(Records shown begins)

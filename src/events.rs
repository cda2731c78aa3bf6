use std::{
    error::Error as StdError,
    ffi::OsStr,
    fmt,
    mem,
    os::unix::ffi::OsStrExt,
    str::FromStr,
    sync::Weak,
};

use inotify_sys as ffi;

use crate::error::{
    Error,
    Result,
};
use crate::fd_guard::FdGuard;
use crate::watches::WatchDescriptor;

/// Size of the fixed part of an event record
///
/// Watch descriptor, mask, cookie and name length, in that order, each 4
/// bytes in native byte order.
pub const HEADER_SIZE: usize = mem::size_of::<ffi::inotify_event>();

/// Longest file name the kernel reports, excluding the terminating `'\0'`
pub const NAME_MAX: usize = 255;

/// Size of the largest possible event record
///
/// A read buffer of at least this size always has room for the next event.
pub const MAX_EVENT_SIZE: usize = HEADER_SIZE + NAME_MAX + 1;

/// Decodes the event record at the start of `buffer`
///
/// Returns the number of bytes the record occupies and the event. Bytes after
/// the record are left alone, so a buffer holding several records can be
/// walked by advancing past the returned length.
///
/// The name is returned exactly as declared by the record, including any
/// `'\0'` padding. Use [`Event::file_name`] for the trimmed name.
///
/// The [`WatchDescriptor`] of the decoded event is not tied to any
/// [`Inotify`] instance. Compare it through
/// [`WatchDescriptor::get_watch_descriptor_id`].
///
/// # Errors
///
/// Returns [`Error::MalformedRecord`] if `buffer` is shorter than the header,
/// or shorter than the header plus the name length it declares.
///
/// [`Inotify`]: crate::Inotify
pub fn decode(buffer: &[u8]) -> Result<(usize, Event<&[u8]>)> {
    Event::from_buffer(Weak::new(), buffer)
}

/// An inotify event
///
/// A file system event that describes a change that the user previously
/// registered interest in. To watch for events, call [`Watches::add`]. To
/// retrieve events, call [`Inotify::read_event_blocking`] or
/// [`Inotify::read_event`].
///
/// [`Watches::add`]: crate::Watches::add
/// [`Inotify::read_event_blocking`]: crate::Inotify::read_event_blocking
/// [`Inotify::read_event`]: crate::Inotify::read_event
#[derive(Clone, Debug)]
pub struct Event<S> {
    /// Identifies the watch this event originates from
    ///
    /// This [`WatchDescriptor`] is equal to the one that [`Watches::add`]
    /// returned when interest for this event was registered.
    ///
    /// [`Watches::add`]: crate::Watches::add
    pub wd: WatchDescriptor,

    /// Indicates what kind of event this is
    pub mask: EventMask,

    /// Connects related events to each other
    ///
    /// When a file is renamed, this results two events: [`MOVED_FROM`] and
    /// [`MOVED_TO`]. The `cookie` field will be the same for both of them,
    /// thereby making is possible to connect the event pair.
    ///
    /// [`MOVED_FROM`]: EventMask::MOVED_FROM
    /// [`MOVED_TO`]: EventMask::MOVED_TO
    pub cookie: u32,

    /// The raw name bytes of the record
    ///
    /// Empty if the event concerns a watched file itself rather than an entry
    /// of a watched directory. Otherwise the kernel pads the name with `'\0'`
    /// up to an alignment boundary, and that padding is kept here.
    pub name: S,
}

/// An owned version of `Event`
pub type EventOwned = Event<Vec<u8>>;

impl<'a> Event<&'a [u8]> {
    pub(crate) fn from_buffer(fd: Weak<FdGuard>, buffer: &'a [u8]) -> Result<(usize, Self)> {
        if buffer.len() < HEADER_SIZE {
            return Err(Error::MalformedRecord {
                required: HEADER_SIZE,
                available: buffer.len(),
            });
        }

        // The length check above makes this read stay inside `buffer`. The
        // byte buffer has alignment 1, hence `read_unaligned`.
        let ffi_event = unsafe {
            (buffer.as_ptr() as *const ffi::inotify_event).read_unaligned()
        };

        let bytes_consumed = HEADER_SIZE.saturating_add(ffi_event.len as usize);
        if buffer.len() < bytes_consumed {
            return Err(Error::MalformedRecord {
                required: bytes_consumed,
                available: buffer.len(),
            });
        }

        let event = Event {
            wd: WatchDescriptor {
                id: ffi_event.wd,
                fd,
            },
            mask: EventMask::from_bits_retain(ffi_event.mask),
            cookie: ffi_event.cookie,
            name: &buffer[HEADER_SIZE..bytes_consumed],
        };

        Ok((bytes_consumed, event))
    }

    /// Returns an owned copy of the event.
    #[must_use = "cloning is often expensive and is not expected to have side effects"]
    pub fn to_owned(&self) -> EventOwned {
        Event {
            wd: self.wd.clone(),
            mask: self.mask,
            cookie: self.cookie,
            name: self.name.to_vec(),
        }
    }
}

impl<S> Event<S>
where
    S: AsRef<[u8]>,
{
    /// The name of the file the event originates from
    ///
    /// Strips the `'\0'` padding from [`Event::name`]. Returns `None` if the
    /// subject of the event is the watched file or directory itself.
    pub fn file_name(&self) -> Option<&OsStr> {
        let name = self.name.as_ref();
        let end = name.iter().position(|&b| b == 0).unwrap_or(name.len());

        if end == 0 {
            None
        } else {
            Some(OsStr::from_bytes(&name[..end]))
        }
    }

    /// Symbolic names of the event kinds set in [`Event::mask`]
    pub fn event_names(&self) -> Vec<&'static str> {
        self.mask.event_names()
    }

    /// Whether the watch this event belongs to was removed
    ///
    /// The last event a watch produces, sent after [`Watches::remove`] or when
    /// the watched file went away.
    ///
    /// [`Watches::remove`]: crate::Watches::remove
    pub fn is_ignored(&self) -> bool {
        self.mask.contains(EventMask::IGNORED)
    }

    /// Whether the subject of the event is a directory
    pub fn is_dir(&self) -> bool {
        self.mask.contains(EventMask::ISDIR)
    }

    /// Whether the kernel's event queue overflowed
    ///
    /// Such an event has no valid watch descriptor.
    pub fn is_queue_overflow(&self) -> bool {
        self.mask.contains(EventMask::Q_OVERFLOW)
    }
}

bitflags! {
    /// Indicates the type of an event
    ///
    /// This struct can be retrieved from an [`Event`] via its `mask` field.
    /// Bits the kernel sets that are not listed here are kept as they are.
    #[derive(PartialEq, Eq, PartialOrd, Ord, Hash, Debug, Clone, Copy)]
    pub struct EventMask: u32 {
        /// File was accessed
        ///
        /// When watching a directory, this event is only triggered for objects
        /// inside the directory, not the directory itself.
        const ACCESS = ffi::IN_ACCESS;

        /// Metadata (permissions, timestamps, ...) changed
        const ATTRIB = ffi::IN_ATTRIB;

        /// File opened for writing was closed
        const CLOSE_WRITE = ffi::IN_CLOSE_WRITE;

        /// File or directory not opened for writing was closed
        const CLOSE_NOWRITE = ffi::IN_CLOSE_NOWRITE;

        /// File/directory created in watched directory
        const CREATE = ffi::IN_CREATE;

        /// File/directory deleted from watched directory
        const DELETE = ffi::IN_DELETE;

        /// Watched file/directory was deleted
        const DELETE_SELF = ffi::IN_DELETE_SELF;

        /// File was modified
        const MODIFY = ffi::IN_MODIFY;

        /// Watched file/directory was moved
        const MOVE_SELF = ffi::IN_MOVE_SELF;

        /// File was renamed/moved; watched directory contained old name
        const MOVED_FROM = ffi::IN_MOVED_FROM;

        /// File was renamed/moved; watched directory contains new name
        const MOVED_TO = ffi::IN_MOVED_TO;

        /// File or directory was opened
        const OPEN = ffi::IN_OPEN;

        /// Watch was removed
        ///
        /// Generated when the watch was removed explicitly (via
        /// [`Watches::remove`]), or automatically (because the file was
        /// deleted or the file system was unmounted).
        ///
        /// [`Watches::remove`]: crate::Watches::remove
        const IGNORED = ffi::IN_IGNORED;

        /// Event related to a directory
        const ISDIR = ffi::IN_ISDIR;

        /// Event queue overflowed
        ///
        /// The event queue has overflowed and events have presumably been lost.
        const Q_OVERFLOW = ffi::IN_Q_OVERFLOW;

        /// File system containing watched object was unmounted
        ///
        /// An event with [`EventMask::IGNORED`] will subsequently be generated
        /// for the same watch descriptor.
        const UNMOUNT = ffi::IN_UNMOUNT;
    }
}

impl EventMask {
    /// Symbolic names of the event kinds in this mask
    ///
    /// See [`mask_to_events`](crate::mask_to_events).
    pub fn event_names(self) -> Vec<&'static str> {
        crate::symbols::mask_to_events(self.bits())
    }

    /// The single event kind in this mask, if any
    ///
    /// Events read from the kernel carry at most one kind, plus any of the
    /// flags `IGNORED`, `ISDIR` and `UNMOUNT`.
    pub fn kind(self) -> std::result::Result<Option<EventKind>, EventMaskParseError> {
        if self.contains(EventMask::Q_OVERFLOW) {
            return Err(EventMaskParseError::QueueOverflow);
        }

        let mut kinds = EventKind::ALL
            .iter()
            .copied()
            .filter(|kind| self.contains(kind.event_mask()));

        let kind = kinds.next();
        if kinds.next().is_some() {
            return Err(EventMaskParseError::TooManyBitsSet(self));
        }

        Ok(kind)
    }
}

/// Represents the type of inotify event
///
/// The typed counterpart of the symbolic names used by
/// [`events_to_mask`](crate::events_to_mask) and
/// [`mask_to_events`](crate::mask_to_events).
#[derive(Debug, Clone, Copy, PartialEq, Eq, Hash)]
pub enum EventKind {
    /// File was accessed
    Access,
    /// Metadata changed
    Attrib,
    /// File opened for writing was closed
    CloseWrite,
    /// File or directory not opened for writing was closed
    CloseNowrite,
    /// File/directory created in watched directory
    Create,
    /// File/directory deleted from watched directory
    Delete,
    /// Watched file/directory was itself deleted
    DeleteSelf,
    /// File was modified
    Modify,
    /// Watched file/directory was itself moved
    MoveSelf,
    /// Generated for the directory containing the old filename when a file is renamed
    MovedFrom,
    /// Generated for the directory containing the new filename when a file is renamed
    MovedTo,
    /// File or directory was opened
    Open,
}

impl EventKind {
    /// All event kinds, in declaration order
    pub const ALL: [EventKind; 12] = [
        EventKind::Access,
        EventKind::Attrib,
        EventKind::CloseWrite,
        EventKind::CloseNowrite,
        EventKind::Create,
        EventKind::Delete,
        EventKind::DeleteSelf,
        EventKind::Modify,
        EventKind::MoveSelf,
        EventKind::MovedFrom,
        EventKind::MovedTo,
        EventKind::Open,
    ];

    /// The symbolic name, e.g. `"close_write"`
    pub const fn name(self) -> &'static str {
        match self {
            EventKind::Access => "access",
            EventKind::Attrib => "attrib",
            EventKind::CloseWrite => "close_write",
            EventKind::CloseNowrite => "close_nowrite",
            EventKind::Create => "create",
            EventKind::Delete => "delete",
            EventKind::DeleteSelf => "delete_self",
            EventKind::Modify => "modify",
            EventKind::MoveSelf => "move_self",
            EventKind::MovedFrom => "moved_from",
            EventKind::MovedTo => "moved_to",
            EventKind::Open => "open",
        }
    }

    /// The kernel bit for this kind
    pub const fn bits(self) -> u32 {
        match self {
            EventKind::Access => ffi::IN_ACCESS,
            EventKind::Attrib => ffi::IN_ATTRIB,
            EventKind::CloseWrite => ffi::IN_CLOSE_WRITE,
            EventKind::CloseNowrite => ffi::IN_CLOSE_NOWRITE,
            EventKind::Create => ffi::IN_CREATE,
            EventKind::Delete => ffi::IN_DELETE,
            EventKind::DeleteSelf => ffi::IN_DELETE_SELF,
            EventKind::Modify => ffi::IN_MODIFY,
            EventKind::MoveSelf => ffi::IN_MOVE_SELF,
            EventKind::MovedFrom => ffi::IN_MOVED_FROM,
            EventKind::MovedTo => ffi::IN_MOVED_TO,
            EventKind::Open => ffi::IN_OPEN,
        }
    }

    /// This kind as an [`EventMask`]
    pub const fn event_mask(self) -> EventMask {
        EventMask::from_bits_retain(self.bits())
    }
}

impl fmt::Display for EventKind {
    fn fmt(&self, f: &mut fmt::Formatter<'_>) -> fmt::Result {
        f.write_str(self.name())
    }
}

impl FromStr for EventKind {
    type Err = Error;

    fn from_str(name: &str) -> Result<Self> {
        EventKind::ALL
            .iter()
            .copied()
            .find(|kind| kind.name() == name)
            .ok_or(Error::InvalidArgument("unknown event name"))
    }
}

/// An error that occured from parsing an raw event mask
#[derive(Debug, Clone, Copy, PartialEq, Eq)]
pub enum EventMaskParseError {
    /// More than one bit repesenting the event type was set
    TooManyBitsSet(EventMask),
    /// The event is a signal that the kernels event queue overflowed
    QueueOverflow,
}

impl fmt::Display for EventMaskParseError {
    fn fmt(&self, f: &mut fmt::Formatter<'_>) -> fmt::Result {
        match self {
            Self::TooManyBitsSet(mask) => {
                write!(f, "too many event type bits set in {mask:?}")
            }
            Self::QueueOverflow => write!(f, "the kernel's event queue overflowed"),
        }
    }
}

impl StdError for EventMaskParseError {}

(Records shown ends)

_Problem details_
Scan the listing above for the word "deleted" and show each line where it is found.

_Response to the exercise_
        /// File/directory deleted from watched directory
        /// Watched file/directory was deleted
        /// deleted or the file system was unmounted).
    /// File/directory deleted from watched directory
    /// Watched file/directory was itself deleted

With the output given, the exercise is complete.